Below are some entries. Copy each line that holds the string "SharedMetrics".

(Provided data Opens)

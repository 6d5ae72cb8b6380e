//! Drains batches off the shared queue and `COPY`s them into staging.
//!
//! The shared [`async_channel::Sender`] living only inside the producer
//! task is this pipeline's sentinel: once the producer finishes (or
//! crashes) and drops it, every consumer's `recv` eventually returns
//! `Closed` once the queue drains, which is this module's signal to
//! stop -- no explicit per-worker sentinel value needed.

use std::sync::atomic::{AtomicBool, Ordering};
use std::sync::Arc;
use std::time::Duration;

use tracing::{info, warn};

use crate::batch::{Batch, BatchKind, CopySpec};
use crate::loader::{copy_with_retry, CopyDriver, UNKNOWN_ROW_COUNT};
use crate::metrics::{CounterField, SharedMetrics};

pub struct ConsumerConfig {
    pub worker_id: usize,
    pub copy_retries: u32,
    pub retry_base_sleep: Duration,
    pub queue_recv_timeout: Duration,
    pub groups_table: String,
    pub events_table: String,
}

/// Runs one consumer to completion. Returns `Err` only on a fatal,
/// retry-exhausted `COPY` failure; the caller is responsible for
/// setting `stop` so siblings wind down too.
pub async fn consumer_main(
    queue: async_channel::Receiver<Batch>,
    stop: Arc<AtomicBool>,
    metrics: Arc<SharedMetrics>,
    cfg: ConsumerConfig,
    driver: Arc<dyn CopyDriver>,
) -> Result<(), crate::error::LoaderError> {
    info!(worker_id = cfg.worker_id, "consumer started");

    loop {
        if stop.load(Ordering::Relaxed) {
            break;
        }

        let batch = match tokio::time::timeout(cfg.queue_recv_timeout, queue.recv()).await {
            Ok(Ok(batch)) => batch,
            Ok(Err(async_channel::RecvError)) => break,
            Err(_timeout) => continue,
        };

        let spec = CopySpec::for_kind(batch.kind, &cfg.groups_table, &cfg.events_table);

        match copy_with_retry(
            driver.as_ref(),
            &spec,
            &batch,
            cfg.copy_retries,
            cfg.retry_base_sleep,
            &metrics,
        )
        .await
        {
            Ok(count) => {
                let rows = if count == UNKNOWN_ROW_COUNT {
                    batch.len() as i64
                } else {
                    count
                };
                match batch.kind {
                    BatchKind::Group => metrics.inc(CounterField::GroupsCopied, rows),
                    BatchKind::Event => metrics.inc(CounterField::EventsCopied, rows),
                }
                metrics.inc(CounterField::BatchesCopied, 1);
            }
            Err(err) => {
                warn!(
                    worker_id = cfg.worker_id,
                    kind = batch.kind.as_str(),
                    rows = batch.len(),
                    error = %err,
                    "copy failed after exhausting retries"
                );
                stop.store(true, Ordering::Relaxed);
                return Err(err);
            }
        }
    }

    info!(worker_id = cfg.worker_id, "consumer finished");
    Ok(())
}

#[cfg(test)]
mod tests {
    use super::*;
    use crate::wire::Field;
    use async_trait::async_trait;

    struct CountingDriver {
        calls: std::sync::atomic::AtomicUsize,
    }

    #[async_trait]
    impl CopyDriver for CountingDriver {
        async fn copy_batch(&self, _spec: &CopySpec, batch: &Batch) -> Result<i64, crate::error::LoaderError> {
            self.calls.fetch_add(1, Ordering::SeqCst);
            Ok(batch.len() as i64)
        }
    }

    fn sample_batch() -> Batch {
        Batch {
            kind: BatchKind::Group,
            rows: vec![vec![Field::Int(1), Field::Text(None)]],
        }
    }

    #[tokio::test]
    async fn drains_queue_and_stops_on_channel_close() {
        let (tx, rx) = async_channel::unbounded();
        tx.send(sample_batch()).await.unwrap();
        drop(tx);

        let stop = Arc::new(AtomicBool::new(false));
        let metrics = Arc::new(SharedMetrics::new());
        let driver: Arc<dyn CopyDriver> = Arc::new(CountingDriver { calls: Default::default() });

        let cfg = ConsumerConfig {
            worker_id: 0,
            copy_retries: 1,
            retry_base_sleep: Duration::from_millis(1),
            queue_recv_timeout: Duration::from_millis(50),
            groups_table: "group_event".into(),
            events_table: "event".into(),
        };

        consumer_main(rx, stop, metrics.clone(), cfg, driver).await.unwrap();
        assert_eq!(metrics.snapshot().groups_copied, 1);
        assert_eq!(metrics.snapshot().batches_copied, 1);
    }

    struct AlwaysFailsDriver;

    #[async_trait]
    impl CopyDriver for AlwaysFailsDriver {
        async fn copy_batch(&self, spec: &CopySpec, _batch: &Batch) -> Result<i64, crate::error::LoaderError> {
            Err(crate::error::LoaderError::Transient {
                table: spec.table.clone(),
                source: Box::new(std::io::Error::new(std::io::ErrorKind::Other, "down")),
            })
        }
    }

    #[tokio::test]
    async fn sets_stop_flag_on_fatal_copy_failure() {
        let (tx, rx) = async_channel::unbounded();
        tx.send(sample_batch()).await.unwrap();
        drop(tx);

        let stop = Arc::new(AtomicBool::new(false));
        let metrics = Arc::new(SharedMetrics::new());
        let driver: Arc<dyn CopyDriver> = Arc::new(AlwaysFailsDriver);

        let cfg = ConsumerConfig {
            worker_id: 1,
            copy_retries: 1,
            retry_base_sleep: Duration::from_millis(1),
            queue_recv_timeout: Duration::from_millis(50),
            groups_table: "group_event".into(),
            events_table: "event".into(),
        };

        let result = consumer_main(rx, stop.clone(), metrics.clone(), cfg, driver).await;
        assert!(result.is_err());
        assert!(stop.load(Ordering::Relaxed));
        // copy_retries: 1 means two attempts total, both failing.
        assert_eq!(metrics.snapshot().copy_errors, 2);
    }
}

(Provided data Closes)

> **Solution to the exercise**:
use crate::metrics::{CounterField, SharedMetrics};
    metrics: Arc<SharedMetrics>,
        let metrics = Arc::new(SharedMetrics::new());
        let metrics = Arc::new(SharedMetrics::new());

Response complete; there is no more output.